> WHAT IS BEING ASKED:
Gather all lines in the records below that include the word "only".
_ _ _
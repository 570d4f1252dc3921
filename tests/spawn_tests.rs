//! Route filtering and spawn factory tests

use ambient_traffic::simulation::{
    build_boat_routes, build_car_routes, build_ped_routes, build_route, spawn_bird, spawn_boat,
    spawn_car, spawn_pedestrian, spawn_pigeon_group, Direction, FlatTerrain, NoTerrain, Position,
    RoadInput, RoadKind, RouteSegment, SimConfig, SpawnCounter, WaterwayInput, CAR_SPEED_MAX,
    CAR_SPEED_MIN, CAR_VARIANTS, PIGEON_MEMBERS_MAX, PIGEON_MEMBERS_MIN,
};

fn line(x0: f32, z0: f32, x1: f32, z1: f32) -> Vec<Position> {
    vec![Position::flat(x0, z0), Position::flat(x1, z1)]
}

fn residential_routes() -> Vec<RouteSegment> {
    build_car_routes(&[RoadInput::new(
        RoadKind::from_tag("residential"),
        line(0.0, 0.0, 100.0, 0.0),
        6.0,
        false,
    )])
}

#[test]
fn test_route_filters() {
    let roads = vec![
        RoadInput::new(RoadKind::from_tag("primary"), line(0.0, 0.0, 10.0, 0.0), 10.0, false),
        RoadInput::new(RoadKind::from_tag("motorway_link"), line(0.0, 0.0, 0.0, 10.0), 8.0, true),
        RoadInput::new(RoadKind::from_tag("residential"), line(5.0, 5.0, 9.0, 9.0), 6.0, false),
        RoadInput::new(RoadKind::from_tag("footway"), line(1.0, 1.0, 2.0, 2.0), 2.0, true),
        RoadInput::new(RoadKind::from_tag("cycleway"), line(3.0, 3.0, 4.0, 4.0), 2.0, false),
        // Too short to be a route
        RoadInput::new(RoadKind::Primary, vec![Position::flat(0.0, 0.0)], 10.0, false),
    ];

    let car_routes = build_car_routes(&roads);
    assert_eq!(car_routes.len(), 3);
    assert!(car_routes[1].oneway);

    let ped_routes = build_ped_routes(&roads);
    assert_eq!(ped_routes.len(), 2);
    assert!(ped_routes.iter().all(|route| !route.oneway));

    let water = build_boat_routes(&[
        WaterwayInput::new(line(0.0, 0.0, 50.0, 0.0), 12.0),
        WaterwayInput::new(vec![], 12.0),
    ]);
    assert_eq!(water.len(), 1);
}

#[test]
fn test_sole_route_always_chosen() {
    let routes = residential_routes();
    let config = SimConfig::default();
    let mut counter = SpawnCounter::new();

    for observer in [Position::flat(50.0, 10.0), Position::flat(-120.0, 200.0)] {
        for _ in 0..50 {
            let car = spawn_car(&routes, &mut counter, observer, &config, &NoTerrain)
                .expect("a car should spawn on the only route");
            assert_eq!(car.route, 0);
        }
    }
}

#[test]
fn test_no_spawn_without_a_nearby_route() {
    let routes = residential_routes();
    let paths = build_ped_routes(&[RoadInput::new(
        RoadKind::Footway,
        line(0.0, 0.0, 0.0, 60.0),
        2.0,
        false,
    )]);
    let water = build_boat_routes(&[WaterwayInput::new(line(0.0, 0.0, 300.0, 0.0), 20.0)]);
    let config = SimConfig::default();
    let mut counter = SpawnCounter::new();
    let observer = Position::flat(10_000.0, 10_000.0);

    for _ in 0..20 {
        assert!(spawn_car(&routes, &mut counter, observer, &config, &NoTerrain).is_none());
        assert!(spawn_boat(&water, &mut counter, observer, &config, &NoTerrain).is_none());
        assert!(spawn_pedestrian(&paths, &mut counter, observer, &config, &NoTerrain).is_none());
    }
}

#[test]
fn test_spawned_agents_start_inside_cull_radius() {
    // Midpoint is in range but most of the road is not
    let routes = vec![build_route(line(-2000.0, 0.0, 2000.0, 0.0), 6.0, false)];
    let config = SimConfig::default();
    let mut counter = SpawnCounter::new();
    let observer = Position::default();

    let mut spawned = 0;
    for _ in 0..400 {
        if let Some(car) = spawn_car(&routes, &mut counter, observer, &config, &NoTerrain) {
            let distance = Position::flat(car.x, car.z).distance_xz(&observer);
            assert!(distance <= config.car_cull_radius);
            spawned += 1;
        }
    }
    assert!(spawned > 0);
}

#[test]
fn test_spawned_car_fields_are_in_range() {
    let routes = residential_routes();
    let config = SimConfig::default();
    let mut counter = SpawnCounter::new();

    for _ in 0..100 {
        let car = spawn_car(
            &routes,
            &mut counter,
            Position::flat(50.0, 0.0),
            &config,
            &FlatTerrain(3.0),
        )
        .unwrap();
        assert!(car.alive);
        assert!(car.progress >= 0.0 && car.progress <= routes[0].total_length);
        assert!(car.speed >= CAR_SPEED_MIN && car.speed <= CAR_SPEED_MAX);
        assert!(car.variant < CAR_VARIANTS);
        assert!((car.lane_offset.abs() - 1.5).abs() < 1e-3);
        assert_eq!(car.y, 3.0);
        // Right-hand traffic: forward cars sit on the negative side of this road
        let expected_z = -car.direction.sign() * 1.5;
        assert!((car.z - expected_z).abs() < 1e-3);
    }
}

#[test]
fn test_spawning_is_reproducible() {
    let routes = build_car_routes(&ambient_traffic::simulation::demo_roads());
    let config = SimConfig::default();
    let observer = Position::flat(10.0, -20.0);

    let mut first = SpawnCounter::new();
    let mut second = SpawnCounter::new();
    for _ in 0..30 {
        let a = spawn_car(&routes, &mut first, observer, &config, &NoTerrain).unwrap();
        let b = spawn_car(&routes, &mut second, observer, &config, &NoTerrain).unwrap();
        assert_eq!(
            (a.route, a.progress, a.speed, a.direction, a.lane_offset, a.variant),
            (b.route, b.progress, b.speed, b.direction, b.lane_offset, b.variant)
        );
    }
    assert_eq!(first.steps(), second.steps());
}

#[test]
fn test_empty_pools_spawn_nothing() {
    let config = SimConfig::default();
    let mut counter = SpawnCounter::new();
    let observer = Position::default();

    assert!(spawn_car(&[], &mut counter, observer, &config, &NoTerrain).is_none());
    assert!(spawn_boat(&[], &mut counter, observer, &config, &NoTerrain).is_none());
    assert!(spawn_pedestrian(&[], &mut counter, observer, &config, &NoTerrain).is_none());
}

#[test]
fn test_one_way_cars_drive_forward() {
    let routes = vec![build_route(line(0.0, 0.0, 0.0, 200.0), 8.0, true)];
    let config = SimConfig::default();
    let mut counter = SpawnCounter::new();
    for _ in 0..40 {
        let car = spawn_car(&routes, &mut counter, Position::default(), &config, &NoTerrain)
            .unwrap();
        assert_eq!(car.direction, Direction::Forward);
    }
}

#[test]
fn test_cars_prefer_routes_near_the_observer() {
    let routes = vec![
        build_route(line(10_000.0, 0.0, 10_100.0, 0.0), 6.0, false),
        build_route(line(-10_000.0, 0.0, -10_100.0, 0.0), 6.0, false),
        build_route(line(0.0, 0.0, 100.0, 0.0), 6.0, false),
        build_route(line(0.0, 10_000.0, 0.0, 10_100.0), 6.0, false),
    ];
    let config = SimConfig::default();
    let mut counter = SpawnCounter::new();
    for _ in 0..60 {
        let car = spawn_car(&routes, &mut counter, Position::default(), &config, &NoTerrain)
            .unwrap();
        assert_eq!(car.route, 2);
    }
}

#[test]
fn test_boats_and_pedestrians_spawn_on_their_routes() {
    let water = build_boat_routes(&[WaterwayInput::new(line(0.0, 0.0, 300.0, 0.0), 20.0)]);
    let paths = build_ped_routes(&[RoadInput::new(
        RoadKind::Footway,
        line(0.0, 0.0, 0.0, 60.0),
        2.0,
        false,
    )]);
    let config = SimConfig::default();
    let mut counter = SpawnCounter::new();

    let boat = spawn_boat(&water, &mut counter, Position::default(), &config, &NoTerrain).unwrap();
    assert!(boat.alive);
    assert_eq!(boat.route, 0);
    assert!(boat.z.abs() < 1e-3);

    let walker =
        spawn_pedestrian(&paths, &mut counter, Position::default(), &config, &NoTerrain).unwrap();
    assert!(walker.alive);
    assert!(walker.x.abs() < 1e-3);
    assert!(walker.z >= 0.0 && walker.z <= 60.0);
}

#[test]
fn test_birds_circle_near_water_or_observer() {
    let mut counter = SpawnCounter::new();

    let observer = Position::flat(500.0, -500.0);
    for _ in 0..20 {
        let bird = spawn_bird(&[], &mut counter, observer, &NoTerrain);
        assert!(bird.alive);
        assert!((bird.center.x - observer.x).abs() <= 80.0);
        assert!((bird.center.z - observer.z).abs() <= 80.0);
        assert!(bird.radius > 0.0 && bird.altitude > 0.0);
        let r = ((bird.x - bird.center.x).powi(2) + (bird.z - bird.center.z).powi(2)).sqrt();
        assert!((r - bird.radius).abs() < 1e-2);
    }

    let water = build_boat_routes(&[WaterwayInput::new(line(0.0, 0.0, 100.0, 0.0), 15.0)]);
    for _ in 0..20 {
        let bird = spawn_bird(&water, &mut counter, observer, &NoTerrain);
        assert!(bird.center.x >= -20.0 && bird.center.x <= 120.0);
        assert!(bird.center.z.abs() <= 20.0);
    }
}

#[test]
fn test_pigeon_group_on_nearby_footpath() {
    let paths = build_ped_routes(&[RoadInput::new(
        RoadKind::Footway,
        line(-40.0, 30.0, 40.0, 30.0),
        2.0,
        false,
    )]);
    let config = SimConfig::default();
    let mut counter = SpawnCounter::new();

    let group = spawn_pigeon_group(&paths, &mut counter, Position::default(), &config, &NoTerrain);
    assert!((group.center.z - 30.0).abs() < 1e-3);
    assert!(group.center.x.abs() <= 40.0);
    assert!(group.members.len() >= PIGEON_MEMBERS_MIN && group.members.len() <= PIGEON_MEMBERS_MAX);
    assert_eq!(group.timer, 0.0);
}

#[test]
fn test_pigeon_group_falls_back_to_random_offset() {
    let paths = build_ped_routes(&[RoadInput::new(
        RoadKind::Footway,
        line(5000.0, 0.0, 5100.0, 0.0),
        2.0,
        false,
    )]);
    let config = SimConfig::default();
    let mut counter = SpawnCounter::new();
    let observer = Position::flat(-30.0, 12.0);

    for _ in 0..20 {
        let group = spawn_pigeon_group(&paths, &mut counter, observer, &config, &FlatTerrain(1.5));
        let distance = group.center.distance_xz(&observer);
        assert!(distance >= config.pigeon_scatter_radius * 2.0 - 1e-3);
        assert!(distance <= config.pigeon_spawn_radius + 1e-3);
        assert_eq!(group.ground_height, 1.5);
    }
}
_ _ _
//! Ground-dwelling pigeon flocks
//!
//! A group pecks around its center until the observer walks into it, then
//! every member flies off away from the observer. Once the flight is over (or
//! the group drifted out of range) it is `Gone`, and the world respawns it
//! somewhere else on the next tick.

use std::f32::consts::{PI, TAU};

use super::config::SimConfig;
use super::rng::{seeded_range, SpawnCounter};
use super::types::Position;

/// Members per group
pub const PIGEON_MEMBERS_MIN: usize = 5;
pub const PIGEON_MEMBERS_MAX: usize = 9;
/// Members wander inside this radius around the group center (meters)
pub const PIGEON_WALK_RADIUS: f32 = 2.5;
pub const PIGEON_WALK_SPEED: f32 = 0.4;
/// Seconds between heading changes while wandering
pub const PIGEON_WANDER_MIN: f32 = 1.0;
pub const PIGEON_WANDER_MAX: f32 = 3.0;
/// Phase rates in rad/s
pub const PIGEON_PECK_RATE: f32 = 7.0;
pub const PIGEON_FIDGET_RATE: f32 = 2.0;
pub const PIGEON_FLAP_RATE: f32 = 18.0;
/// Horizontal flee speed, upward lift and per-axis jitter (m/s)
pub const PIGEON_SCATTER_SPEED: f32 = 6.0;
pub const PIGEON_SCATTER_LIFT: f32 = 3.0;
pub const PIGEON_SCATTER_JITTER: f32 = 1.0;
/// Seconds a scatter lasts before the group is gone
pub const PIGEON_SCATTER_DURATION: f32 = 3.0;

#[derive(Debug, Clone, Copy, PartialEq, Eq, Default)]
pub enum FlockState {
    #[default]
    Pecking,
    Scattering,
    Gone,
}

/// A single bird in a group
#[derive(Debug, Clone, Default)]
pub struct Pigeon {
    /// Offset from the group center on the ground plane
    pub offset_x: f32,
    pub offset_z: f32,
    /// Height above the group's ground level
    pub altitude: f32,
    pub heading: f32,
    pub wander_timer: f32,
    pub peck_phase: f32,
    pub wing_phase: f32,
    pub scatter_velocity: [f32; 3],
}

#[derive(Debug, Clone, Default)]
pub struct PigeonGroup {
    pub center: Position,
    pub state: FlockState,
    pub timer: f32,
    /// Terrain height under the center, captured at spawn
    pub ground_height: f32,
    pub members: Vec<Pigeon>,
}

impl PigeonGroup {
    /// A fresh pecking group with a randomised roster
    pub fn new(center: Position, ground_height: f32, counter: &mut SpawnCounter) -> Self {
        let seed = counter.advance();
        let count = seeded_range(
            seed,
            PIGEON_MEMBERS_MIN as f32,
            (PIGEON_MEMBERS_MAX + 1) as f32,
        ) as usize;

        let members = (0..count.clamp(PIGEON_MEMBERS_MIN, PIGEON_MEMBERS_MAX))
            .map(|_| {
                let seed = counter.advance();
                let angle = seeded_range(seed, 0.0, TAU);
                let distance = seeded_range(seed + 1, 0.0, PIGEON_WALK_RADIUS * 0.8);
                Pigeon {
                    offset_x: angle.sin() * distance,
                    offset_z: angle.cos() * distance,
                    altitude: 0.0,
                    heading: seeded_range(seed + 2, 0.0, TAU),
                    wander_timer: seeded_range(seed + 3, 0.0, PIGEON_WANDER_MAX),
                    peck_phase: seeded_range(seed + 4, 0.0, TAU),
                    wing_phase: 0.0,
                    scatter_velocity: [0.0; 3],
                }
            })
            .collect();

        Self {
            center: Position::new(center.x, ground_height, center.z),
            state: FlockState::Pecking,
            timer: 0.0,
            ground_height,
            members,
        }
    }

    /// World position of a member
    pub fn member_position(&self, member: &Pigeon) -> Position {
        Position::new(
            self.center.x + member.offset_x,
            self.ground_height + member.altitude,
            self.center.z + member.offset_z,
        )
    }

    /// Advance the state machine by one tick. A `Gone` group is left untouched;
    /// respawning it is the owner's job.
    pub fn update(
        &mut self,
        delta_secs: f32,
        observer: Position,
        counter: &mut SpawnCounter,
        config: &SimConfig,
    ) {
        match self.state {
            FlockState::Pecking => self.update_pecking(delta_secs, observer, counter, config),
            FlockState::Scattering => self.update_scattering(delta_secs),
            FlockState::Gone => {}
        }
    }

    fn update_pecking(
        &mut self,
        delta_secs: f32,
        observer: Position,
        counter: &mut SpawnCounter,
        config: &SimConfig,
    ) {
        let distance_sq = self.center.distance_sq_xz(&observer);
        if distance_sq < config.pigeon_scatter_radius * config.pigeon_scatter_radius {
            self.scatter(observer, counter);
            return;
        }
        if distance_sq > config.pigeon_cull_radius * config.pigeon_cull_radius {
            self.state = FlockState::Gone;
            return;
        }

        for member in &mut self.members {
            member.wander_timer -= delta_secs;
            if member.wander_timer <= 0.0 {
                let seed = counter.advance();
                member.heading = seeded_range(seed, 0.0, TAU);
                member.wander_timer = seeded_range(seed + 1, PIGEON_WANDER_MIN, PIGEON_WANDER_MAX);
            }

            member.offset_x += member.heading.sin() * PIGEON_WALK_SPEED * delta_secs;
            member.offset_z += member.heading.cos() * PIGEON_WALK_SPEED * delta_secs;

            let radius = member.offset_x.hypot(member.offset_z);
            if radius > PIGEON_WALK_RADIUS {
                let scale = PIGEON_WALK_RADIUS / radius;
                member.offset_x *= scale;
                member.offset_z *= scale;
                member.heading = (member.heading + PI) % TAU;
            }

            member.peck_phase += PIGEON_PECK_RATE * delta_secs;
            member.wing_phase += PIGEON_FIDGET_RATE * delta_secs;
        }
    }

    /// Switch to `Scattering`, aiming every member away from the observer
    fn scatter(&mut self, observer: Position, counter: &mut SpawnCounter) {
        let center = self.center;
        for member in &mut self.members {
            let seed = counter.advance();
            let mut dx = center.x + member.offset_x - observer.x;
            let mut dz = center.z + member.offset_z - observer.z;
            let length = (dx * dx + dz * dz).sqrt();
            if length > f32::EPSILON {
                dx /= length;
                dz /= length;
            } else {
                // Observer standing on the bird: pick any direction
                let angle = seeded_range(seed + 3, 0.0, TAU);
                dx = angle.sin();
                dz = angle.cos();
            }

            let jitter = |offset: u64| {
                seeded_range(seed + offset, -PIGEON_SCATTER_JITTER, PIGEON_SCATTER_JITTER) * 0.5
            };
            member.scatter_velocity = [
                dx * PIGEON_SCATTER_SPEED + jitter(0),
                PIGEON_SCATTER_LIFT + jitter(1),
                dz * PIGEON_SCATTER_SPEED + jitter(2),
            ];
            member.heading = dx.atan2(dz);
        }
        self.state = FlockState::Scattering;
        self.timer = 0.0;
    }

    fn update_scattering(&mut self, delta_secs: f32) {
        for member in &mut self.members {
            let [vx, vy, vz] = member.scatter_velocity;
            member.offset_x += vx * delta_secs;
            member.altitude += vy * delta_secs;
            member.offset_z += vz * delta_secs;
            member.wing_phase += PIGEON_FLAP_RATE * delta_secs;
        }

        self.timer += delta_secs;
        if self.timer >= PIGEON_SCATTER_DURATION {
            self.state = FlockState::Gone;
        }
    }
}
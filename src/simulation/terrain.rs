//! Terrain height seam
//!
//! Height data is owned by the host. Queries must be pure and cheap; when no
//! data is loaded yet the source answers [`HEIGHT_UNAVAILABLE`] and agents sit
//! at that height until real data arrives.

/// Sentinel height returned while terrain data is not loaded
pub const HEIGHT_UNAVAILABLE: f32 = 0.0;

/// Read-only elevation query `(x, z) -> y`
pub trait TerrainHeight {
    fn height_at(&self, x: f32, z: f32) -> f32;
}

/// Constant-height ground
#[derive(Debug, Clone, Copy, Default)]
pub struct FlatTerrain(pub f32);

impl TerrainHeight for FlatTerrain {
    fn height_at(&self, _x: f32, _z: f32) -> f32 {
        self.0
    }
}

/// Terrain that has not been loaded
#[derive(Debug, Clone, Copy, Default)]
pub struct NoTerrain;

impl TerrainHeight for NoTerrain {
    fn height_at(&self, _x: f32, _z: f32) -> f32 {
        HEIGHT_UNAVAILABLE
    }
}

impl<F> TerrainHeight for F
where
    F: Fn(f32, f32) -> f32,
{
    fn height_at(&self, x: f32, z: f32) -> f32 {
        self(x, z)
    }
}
_ _ _
> SOLVED EXERCISE:
                .expect("a car should spawn on the only route");
/// Read-only elevation query `(x, z) -> y`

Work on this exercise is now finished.